**EXERCISE**: Each line below should be set down again unchanged.

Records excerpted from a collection
--
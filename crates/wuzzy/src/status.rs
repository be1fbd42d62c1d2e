// SPDX-FileCopyrightText: 2026 Wuzzy Contributors
// SPDX-License-Identifier: MIT OR Apache-2.0

//! `wuzzy status` command implementation.

use serde::Serialize;
use wuzzy_core::{AnalyticsError, ConsentStatus, RetryState, WalletConsentStatus};
use wuzzy_tracker::Analytics;

/// Structured status output for `--json` mode.
#[derive(Debug, Serialize)]
pub struct StatusReport {
    pub consent: ConsentStatus,
    pub session_id: Option<String>,
    pub client_id: Option<String>,
    pub wallet_address: Option<String>,
    pub wallet_consent: WalletConsentStatus,
    pub queue_len: usize,
    pub queue_phase: String,
    pub retry: RetryState,
}

impl StatusReport {
    pub fn collect(analytics: &Analytics) -> Self {
        Self {
            consent: analytics.consent_status(),
            session_id: analytics.session_id(),
            client_id: analytics.client_id(),
            wallet_address: analytics.wallet_address(),
            wallet_consent: analytics.wallet_consent_status(),
            queue_len: analytics.queue_len(),
            queue_phase: analytics.queue_phase().to_string(),
            retry: analytics.retry_state(),
        }
    }

    fn render(&self) -> String {
        let none = || "-".to_string();
        let mut lines = vec![
            format!("consent:         {}", self.consent),
            format!("session:         {}", self.session_id.clone().unwrap_or_else(none)),
            format!("client id:       {}", self.client_id.clone().unwrap_or_else(none)),
            format!("wallet:          {}", self.wallet_address.clone().unwrap_or_else(none)),
            format!("wallet consent:  {}", self.wallet_consent),
            format!("queued queries:  {} ({})", self.queue_len, self.queue_phase),
        ];
        if self.retry.attempts > 0 {
            let next = self
                .retry
                .next_retry_at
                .map_or_else(none, |at| at.to_string());
            lines.push(format!(
                "retry:           attempt {} (next at {next} ms)",
                self.retry.attempts
            ));
        }
        lines.join("\n")
    }
}

/// Run the `wuzzy status` command.
pub fn run_status(analytics: &Analytics, json: bool) -> Result<(), AnalyticsError> {
    let report = StatusReport::collect(analytics);
    if json {
        println!("{}", serde_json::to_string_pretty(&report)?);
    } else {
        println!("{}", report.render());
    }
    Ok(())
}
--
**WRITTEN SOLUTION**:
filename crates/wuzzy/src/status.rs
repository be1fbd42d62c1d2e
// SPDX-FileCopyrightText: 2026 Wuzzy Contributors
// SPDX-License-Identifier: MIT OR Apache-2.0

//! `wuzzy status` command implementation.

use serde::Serialize;
use wuzzy_core::{AnalyticsError, ConsentStatus, RetryState, WalletConsentStatus};
use wuzzy_tracker::Analytics;

/// Structured status output for `--json` mode.
#[derive(Debug, Serialize)]
pub struct StatusReport {
    pub consent: ConsentStatus,
    pub session_id: Option<String>,
    pub client_id: Option<String>,
    pub wallet_address: Option<String>,
    pub wallet_consent: WalletConsentStatus,
    pub queue_len: usize,
    pub queue_phase: String,
    pub retry: RetryState,
}

impl StatusReport {
    pub fn collect(analytics: &Analytics) -> Self {
        Self {
            consent: analytics.consent_status(),
            session_id: analytics.session_id(),
            client_id: analytics.client_id(),
            wallet_address: analytics.wallet_address(),
            wallet_consent: analytics.wallet_consent_status(),
            queue_len: analytics.queue_len(),
            queue_phase: analytics.queue_phase().to_string(),
            retry: analytics.retry_state(),
        }
    }

    fn render(&self) -> String {
        let none = || "-".to_string();
        let mut lines = vec![
            format!("consent:         {}", self.consent),
            format!("session:         {}", self.session_id.clone().unwrap_or_else(none)),
            format!("client id:       {}", self.client_id.clone().unwrap_or_else(none)),
            format!("wallet:          {}", self.wallet_address.clone().unwrap_or_else(none)),
            format!("wallet consent:  {}", self.wallet_consent),
            format!("queued queries:  {} ({})", self.queue_len, self.queue_phase),
        ];
        if self.retry.attempts > 0 {
            let next = self
                .retry
                .next_retry_at
                .map_or_else(none, |at| at.to_string());
            lines.push(format!(
                "retry:           attempt {} (next at {next} ms)",
                self.retry.attempts
            ));
        }
        lines.join("\n")
    }
}

/// Run the `wuzzy status` command.
pub fn run_status(analytics: &Analytics, json: bool) -> Result<(), AnalyticsError> {
    let report = StatusReport::collect(analytics);
    if json {
        println!("{}", serde_json::to_string_pretty(&report)?);
    } else {
        println!("{}", report.render());
    }
    Ok(())
}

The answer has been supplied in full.